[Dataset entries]
* * * *
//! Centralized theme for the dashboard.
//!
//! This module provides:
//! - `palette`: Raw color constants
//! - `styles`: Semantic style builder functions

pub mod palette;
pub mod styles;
* * * *
■ **Problem to work on**:
Each line of the entries that contains the word "palette" should be listed.

■ **Response**:
//! - `palette`: Raw color constants
pub mod palette;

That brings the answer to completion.